Versions
- Former seal, used from 1948 to 1975.
- Armiger: Vice President of the United States
- Adopted: 1975
- Crest: Behind and above the eagle a radiating glory or, on which appears an arc of thirteen cloud puffs gray, and a constellation of thirteen mullets gray
- Shield: Paleways of thirteen pieces argent and gules, a chief azure
- Supporters: An American eagle displayed holding in his dexter talon an olive branch proper and in his sinister a bundle of thirteen arrows gray, and in his beak a gray scroll inscribed E PLURIBUS UNUM sable
- Motto: E pluribus unum
- Use: On documents from the vice president to members of government, and as a symbol on vice presidential vehicles, podiums, and other places

= Seal of the vice president of the United States =

The seal of the vice president of the United States is used to mark correspondence from the U.S. vice president to other members of government, and is also used as a symbol of the vice presidency. The central design, directly based on the seal of the president of the United States (and indirectly on the Great Seal of the United States), is the official coat of arms of the U.S. vice presidency and also appears on the vice presidential flag.

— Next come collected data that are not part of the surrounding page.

//! Core entity structs: personas, communities, graph, and activation state.
//!
//! Links reference nodes by [`PersonaId`] only. Resolving an id to a node
//! goes through [`Graph::lookup`], so no node or link ever holds a live
//! reference to another.

use std::collections::{BTreeSet, HashMap};

use serde::{Deserialize, Serialize};
use ts_rs::TS;

use crate::enums::{LinkKind, LinkStyle, Phase, Shape};
use crate::ids::{CommunityId, PersonaId};

/// Sentinel selector meaning "every community".
pub const ALL_COMMUNITIES: &str = "all";

// ---------------------------------------------------------------------------
// Personas
// ---------------------------------------------------------------------------

/// Base attribute template copied into a persona at generation time.
#[derive(Debug, Clone, PartialEq, Eq, Serialize, Deserialize, TS)]
#[ts(export, export_to = "bindings/")]
pub struct PersonaAttributes {
    /// Broad archetype label (for example "early adopter").
    pub archetype: String,
    /// Occupation shown in persona details.
    pub occupation: String,
    /// Age band such as `25-34`.
    pub age_band: String,
    /// Interest tags.
    pub interests: Vec<String>,
    /// Income bracket label.
    pub income_bracket: String,
}

impl Default for PersonaAttributes {
    fn default() -> Self {
        Self {
            archetype: String::from("mainstream"),
            occupation: String::from("salaried professional"),
            age_band: String::from("25-34"),
            interests: vec![String::from("news"), String::from("shopping")],
            income_bracket: String::from("middle"),
        }
    }
}

/// A synthetic member of the network.
///
/// Immutable once generated; a new persona set is produced by regenerating
/// the whole store.
#[derive(Debug, Clone, PartialEq, Serialize, Deserialize, TS)]
#[ts(export, export_to = "bindings/")]
pub struct Persona {
    /// Unique persona id (also the node id in every graph built from it).
    pub id: PersonaId,
    /// Community this persona belongs to.
    pub community_id: CommunityId,
    /// Human-readable name.
    pub display_name: String,
    /// Short code such as `NI-0412`.
    pub display_code: String,
    /// Render size, always positive.
    pub size: f64,
    /// Render glyph.
    pub shape: Shape,
    /// Fill pattern index.
    pub pattern_id: u8,
    /// Pulse animation rate in `(0, 1]`.
    pub pulse_rate: f64,
    /// Base attributes drawn from the template pool.
    pub attributes: PersonaAttributes,
}

// ---------------------------------------------------------------------------
// Communities
// ---------------------------------------------------------------------------

/// A named partition of personas.
#[derive(Debug, Clone, PartialEq, Serialize, Deserialize, TS)]
#[ts(export, export_to = "bindings/")]
pub struct CommunityDefinition {
    /// Stable identifier, also used by filters.
    pub id: CommunityId,
    /// Label shown to users.
    pub display_name: String,
    /// Hex colour used for nodes of this community.
    pub color: String,
    /// Base render size; persona sizes jitter around it.
    #[serde(default = "default_base_size")]
    pub base_size: f64,
}

impl CommunityDefinition {
    /// Create a community definition.
    pub fn new(
        id: impl Into<CommunityId>,
        display_name: impl Into<String>,
        color: impl Into<String>,
        base_size: f64,
    ) -> Self {
        Self {
            id: id.into(),
            display_name: display_name.into(),
            color: color.into(),
            base_size,
        }
    }
}

const fn default_base_size() -> f64 {
    2.5
}

/// Which communities are included when a graph is built.
#[derive(Debug, Clone, Default, PartialEq, Eq, Serialize, Deserialize, TS)]
#[serde(rename_all = "snake_case")]
#[ts(export, export_to = "bindings/")]
pub enum CommunityFilter {
    /// Every community.
    #[default]
    All,
    /// Only the listed communities. Must not be empty.
    Only(BTreeSet<CommunityId>),
}

impl CommunityFilter {
    /// Build a filter from a list of ids. An empty list selects everything.
    pub fn only<I>(ids: I) -> Self
    where
        I: IntoIterator<Item = CommunityId>,
    {
        let set: BTreeSet<CommunityId> = ids.into_iter().collect();
        if set.is_empty() { Self::All } else { Self::Only(set) }
    }

    /// Build a filter from selector strings such as `["all"]` or
    /// `["north-india", "east-india"]`. Any `all` selector, or no selectors
    /// at all, yields [`Self::All`].
    pub fn from_selectors<I, S>(selectors: I) -> Self
    where
        I: IntoIterator<Item = S>,
        S: AsRef<str>,
    {
        let mut ids = Vec::new();
        for selector in selectors {
            let selector = selector.as_ref();
            if selector == ALL_COMMUNITIES {
                return Self::All;
            }
            ids.push(CommunityId::from(selector));
        }
        Self::only(ids)
    }

    /// Selector strings for this filter; the inverse of
    /// [`Self::from_selectors`].
    pub fn selectors(&self) -> Vec<String> {
        match self {
            Self::All => vec![String::from(ALL_COMMUNITIES)],
            Self::Only(set) => set.iter().map(ToString::to_string).collect(),
        }
    }

    /// Whether this is the "all communities" sentinel.
    pub const fn is_all(&self) -> bool {
        matches!(self, Self::All)
    }

    /// Whether personas of `community` pass the filter.
    pub fn matches(&self, community: &CommunityId) -> bool {
        match self {
            Self::All => true,
            Self::Only(set) => set.contains(community),
        }
    }

    /// The explicitly selected communities, or `None` for [`Self::All`].
    pub const fn selected(&self) -> Option<&BTreeSet<CommunityId>> {
        match self {
            Self::All => None,
            Self::Only(set) => Some(set),
        }
    }

    /// Return the filter obtained by toggling `selector`.
    ///
    /// - `"all"` always yields [`Self::All`].
    /// - A selected id is removed; an emptied selection becomes [`Self::All`].
    /// - An unselected id is added. Toggling from [`Self::All`] selects only
    ///   that id.
    #[must_use]
    pub fn toggled(&self, selector: &str) -> Self {
        if selector == ALL_COMMUNITIES {
            return Self::All;
        }
        let mut set = self.selected().cloned().unwrap_or_default();
        if !set.remove(selector) {
            set.insert(CommunityId::from(selector));
        }
        Self::only(set)
    }
}

// ---------------------------------------------------------------------------
// Graph
// ---------------------------------------------------------------------------

/// Per-build projection of a persona plus presentation hints.
#[derive(Debug, Clone, PartialEq, Serialize, Deserialize, TS)]
#[ts(export, export_to = "bindings/")]
pub struct Node {
    /// Same id as the source persona.
    pub id: PersonaId,
    /// Community of the source persona.
    pub community_id: CommunityId,
    /// Persona display name.
    pub display_name: String,
    /// Persona display code.
    pub display_code: String,
    /// Render size.
    pub size: f64,
    /// Render glyph.
    pub shape: Shape,
    /// Fill pattern index.
    pub pattern_id: u8,
    /// Pulse animation rate.
    pub pulse_rate: f64,
    /// Current fill colour.
    pub color: String,
    /// Community colour, kept so the renderer can restore highlights.
    pub original_color: String,
    /// Opacity hint.
    pub alpha: f64,
    /// Highlight hint.
    pub highlighted: bool,
}

/// Undirected edge between two nodes, referenced by id.
#[derive(Debug, Clone, PartialEq, Serialize, Deserialize, TS)]
#[ts(export, export_to = "bindings/")]
pub struct Link {
    /// Endpoint the link was created from.
    pub source: PersonaId,
    /// Endpoint the link was created to.
    pub target: PersonaId,
    /// Stroke width hint.
    pub weight: f64,
    /// Connectivity role.
    pub kind: LinkKind,
    /// Stroke style hint.
    pub style: LinkStyle,
    /// Spring strength hint for force layouts.
    pub strength: f64,
    /// Opacity hint.
    pub alpha: f64,
}

impl Link {
    /// Whether this link touches `id`.
    pub fn touches(&self, id: &str) -> bool {
        self.source.as_str() == id || self.target.as_str() == id
    }

    /// The endpoint opposite `id`, if the link touches it.
    pub fn other_end(&self, id: &str) -> Option<&PersonaId> {
        if self.source.as_str() == id {
            Some(&self.target)
        } else if self.target.as_str() == id {
            Some(&self.source)
        } else {
            None
        }
    }

    /// Whether this link joins `a` and `b`, in either direction.
    pub fn joins(&self, a: &str, b: &str) -> bool {
        (self.source.as_str() == a && self.target.as_str() == b)
            || (self.source.as_str() == b && self.target.as_str() == a)
    }
}

/// A built network: nodes in stable insertion order plus deduplicated links.
#[derive(Debug, Clone, Default, PartialEq, Serialize, Deserialize, TS)]
#[ts(export, export_to = "bindings/")]
pub struct Graph {
    /// Nodes in insertion order.
    pub nodes: Vec<Node>,
    /// Links; no two share the same unordered endpoint pair.
    pub links: Vec<Link>,
}

impl Graph {
    /// Number of nodes.
    pub const fn node_count(&self) -> usize {
        self.nodes.len()
    }

    /// Number of links.
    pub const fn link_count(&self) -> usize {
        self.links.len()
    }

    /// Whether the graph has no nodes.
    pub const fn is_empty(&self) -> bool {
        self.nodes.is_empty()
    }

    /// Build the id → node index lookup.
    pub fn lookup(&self) -> HashMap<&str, usize> {
        self.nodes
            .iter()
            .enumerate()
            .map(|(idx, node)| (node.id.as_str(), idx))
            .collect()
    }

    /// Find a node by id (linear scan).
    pub fn node(&self, id: &str) -> Option<&Node> {
        self.nodes.iter().find(|node| node.id.as_str() == id)
    }

    /// Whether a link joins `a` and `b` in either direction.
    pub fn has_link(&self, a: &str, b: &str) -> bool {
        self.links.iter().any(|link| link.joins(a, b))
    }

    /// Number of links of the given kind.
    pub fn count_links(&self, kind: LinkKind) -> usize {
        self.links.iter().filter(|link| link.kind == kind).count()
    }
}

// ---------------------------------------------------------------------------
// Activation
// ---------------------------------------------------------------------------

/// Activation state of one simulation run.
///
/// `active_ids` only grows within a run. `blinking_ids` is regenerated on
/// every step. `phase` is always the phase derived from `active_ids`.
#[derive(Debug, Clone, Default, PartialEq, Eq, Serialize, Deserialize, TS)]
#[ts(export, export_to = "bindings/")]
pub struct ActivationState {
    /// Nodes that have been activated during the run.
    pub active_ids: BTreeSet<PersonaId>,
    /// Nodes highlighted on the current step.
    pub blinking_ids: BTreeSet<PersonaId>,
    /// Phase derived from the activation fraction.
    pub phase: Phase,
}

impl ActivationState {
    /// The empty state every run starts from.
    pub fn new() -> Self {
        Self::default()
    }

    /// Whether `id` is active.
    pub fn is_active(&self, id: &str) -> bool {
        self.active_ids.contains(id)
    }

    /// Whether `id` is blinking on the current step.
    pub fn is_blinking(&self, id: &str) -> bool {
        self.blinking_ids.contains(id)
    }

    /// Number of active nodes.
    pub fn active_count(&self) -> usize {
        self.active_ids.len()
    }

    /// Active fraction relative to `node_count`; 0.0 for an empty graph.
    pub fn fraction(&self, node_count: usize) -> f64 {
        if node_count == 0 {
            return 0.0;
        }
        // Both counts are bounded by the node set; safe to represent as f64.
        #[allow(clippy::cast_precision_loss)]
        let fraction = self.active_ids.len() as f64 / node_count as f64;
        fraction
    }
}

#[cfg(test)]
mod tests {
    use super::*;

    fn filter_of(ids: &[&str]) -> CommunityFilter {
        CommunityFilter::only(ids.iter().map(|id| CommunityId::from(*id)))
    }

    #[test]
    fn empty_only_filter_collapses_to_all() {
        assert_eq!(CommunityFilter::only(Vec::new()), CommunityFilter::All);
    }

    #[test]
    fn filter_matches() {
        let filter = filter_of(&["north-india"]);
        assert!(filter.matches(&CommunityId::from("north-india")));
        assert!(!filter.matches(&CommunityId::from("south-india")));
        assert!(CommunityFilter::All.matches(&CommunityId::from("anything")));
    }

    #[test]
    fn toggle_from_all_selects_single() {
        let toggled = CommunityFilter::All.toggled("east-india");
        assert_eq!(toggled, filter_of(&["east-india"]));
    }

    #[test]
    fn toggle_adds_and_removes() {
        let filter = filter_of(&["east-india"]).toggled("west-india");
        assert_eq!(filter, filter_of(&["east-india", "west-india"]));

        let filter = filter.toggled("east-india");
        assert_eq!(filter, filter_of(&["west-india"]));
    }

    #[test]
    fn toggle_last_selected_falls_back_to_all() {
        let filter = filter_of(&["west-india"]).toggled("west-india");
        assert!(filter.is_all());
    }

    #[test]
    fn toggle_all_sentinel_resets() {
        let filter = filter_of(&["west-india", "east-india"]).toggled(ALL_COMMUNITIES);
        assert!(filter.is_all());
    }

    #[test]
    fn selectors_round_trip() {
        assert!(CommunityFilter::from_selectors(["all"]).is_all());
        assert!(CommunityFilter::from_selectors(["east-india", "all"]).is_all());
        assert!(CommunityFilter::from_selectors(Vec::<String>::new()).is_all());

        let filter = CommunityFilter::from_selectors(["west-india", "east-india"]);
        assert_eq!(filter, filter_of(&["east-india", "west-india"]));
        assert_eq!(filter.selectors(), vec!["east-india", "west-india"]);
        assert_eq!(CommunityFilter::All.selectors(), vec!["all"]);
    }

    #[test]
    fn filter_serde_shape() {
        let json = serde_json::to_string(&CommunityFilter::All).ok();
        assert_eq!(json.as_deref(), Some("\"all\""));

        let json = serde_json::to_string(&filter_of(&["north-india"])).ok();
        assert_eq!(json.as_deref(), Some("{\"only\":[\"north-india\"]}"));
    }

    fn link(a: &str, b: &str) -> Link {
        Link {
            source: PersonaId::from(a),
            target: PersonaId::from(b),
            weight: 0.2,
            kind: LinkKind::Structural,
            style: LinkStyle::Solid,
            strength: 0.4,
            alpha: 0.5,
        }
    }

    #[test]
    fn link_endpoints() {
        let l = link("persona-1", "persona-2");
        assert!(l.joins("persona-2", "persona-1"));
        assert!(l.touches("persona-1"));
        assert_eq!(l.other_end("persona-2").map(PersonaId::as_str), Some("persona-1"));
        assert!(l.other_end("persona-3").is_none());
    }

    #[test]
    fn activation_fraction_handles_empty_graph() {
        let mut state = ActivationState::new();
        assert!(state.fraction(0).abs() < f64::EPSILON);
        state.active_ids.insert(PersonaId::from("persona-0"));
        assert!((state.fraction(4) - 0.25).abs() < f64::EPSILON);
        assert!(state.is_active("persona-0"));
        assert!(!state.is_blinking("persona-0"));
    }
}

There are virtually no records on early vice presidential seals, but there were versions in use as early as 1846 and almost certainly earlier as well. There was no official definition of a vice presidential seal until 1948, and today's version dates from 1975 when it was redesigned under President Ford.

==Design and symbolism==
The current seal is defined in Executive Order 11884, made by President Gerald Ford on October 7, 1975. It states:

The Coat of Arms of the Vice President of the United States shall be of the following design:
SHIELD: Paleways of thirteen pieces argent and gules, a chief azure; upon the breast of an American eagle displayed holding in his dexter talon an olive branch proper and in his sinister a bundle of thirteen arrows gray, and in his beak a gray scroll inscribed "E PLURIBUS UNUM" sable.
CREST: Behind and above the eagle a radiating glory or, on which appears an arc of thirteen cloud puffs gray, and a constellation of thirteen mullets gray.

The Seal of the Vice President of the United States shall consist of the Coat of Arms encircled by the words "Vice President of the United States."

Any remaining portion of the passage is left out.